What the task requires: Pull every line of the entries that has the word "RecognitionResult".

Collected data:

━━━

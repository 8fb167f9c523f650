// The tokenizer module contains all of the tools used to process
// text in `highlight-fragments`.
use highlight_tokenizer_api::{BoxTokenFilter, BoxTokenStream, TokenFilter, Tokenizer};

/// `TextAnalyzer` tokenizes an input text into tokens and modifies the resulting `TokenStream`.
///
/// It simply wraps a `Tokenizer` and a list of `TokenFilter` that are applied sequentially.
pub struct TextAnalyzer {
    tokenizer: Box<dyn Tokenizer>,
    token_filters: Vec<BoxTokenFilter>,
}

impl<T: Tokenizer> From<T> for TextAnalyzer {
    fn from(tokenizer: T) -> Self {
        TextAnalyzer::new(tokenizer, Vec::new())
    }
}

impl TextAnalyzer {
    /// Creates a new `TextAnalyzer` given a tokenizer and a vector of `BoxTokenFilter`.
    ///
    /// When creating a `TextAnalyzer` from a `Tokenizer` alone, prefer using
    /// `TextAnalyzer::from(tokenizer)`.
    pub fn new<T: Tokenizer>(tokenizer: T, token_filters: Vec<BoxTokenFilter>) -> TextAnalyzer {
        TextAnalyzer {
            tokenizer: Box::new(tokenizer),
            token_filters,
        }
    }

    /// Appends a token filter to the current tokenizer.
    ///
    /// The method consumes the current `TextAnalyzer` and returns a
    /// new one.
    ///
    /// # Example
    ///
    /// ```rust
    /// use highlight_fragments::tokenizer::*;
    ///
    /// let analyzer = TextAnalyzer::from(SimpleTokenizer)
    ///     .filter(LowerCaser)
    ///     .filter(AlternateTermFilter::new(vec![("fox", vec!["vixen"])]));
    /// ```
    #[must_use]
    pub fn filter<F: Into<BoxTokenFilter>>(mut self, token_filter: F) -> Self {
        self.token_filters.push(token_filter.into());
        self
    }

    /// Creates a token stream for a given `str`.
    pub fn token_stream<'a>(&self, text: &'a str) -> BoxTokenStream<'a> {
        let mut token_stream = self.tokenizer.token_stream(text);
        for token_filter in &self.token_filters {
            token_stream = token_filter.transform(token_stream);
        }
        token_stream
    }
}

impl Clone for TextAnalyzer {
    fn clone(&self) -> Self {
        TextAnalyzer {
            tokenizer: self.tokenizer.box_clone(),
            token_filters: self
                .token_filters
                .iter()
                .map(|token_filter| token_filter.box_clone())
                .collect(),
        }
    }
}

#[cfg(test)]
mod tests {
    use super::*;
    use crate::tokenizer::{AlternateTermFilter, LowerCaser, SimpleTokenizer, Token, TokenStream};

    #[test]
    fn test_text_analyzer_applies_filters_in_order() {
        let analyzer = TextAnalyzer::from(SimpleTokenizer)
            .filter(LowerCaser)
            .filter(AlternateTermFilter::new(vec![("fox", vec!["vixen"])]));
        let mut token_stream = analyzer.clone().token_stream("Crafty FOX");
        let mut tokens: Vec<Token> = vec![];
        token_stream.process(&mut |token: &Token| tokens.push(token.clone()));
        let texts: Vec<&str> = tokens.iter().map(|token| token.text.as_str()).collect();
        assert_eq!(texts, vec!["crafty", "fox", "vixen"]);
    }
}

━━━

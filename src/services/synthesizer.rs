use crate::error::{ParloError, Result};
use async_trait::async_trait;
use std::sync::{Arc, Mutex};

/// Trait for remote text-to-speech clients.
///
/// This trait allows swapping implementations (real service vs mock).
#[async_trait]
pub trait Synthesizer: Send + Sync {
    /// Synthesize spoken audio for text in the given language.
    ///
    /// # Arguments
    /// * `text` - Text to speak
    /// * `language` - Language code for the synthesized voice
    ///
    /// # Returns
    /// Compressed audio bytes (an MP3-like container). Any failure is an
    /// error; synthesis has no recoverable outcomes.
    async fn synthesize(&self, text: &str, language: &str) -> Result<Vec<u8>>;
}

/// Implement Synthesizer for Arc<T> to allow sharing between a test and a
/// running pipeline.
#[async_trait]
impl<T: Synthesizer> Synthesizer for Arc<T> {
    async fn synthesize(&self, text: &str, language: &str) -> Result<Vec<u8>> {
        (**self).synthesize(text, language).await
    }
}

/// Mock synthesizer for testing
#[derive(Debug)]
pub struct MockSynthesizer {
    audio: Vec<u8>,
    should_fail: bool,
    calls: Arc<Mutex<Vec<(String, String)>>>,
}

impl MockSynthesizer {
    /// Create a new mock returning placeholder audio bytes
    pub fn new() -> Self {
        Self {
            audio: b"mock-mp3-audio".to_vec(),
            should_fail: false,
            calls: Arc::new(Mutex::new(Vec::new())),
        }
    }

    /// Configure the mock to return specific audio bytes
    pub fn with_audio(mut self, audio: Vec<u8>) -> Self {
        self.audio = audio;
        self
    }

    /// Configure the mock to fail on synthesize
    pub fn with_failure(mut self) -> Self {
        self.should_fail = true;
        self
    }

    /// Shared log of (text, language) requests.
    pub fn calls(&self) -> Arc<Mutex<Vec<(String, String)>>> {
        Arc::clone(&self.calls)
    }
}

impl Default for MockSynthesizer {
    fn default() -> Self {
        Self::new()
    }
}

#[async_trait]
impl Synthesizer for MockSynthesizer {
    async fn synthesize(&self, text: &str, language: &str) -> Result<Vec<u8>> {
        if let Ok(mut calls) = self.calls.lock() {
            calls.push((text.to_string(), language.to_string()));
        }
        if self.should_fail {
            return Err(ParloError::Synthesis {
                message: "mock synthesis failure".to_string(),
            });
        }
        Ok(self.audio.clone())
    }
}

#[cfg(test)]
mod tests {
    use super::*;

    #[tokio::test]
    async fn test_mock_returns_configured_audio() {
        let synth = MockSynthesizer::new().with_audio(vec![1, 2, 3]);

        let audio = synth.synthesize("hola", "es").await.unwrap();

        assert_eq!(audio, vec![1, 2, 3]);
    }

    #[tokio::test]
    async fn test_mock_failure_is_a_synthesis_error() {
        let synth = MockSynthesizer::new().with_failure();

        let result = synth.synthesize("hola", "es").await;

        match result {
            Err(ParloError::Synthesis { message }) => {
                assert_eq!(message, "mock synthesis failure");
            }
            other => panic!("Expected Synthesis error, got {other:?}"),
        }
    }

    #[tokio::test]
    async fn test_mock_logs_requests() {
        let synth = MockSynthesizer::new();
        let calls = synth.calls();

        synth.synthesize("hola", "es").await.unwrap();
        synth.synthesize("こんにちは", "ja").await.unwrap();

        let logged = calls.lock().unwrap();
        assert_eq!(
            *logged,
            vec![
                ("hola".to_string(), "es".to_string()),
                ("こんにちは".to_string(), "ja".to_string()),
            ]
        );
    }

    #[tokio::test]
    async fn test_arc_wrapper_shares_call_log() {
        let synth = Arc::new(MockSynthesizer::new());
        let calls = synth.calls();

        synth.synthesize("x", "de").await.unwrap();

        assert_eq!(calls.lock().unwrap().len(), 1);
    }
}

━━━

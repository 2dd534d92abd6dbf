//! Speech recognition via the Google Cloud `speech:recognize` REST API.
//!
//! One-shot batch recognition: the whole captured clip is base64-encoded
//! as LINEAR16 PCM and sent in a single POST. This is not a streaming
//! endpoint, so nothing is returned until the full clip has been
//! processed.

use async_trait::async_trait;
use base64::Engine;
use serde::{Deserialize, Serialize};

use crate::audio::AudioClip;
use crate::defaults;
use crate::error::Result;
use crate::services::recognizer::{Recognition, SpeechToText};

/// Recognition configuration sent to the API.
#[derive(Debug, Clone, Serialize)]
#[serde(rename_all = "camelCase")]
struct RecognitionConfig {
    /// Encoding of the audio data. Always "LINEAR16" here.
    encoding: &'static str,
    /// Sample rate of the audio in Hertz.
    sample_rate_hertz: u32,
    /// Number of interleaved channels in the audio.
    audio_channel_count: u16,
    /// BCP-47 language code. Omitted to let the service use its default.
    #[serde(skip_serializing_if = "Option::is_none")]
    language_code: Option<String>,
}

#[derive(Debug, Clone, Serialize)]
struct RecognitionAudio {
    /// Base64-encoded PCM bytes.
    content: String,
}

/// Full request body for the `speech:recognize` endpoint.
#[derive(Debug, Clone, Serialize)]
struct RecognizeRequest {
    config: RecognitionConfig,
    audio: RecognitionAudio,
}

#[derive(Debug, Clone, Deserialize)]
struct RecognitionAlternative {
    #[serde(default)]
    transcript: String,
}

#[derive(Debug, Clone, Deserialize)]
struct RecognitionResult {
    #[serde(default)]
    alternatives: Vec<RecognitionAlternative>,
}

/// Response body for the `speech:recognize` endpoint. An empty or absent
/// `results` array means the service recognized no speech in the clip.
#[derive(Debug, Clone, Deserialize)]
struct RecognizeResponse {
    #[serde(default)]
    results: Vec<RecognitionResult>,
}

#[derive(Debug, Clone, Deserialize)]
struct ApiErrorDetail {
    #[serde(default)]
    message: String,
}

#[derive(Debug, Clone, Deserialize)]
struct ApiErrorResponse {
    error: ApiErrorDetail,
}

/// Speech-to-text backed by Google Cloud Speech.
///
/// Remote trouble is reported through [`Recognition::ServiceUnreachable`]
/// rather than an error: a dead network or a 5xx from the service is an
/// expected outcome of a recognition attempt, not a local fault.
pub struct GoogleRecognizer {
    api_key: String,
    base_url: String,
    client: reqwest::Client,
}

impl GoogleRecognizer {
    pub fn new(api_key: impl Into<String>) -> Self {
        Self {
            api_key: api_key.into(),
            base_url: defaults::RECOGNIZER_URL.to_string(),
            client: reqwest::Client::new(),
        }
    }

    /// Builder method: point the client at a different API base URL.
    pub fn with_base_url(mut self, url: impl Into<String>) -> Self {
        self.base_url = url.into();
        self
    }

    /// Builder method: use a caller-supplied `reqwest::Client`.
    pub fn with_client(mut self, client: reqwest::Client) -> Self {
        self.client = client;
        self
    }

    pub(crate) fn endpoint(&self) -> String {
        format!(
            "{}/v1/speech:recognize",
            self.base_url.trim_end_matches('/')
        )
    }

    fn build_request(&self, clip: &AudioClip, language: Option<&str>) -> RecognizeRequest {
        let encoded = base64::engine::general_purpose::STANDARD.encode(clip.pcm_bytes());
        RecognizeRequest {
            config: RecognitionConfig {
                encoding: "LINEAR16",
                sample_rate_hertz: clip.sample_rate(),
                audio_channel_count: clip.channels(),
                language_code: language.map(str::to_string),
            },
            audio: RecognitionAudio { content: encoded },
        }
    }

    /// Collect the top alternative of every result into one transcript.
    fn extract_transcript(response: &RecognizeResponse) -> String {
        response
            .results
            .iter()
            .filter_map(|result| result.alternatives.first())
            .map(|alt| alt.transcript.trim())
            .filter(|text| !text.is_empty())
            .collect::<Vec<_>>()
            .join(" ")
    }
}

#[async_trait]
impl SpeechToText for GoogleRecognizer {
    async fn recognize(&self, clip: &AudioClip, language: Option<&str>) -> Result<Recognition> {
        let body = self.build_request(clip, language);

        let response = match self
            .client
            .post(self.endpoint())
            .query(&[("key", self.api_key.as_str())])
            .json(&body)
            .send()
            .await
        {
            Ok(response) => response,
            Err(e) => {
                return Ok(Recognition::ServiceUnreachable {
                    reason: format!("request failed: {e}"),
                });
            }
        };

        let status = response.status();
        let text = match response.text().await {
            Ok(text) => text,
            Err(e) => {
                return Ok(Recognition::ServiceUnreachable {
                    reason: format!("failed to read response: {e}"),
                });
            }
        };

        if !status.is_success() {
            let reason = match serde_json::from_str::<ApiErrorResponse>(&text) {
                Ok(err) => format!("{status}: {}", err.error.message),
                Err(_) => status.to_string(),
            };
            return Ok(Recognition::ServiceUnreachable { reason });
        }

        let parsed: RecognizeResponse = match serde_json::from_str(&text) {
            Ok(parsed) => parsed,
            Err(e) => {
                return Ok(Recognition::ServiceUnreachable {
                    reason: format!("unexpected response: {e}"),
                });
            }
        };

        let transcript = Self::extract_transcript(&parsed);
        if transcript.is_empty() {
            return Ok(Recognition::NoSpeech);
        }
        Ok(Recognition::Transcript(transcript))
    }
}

━━━

Response area:
struct RecognitionResult {
    results: Vec<RecognitionResult>,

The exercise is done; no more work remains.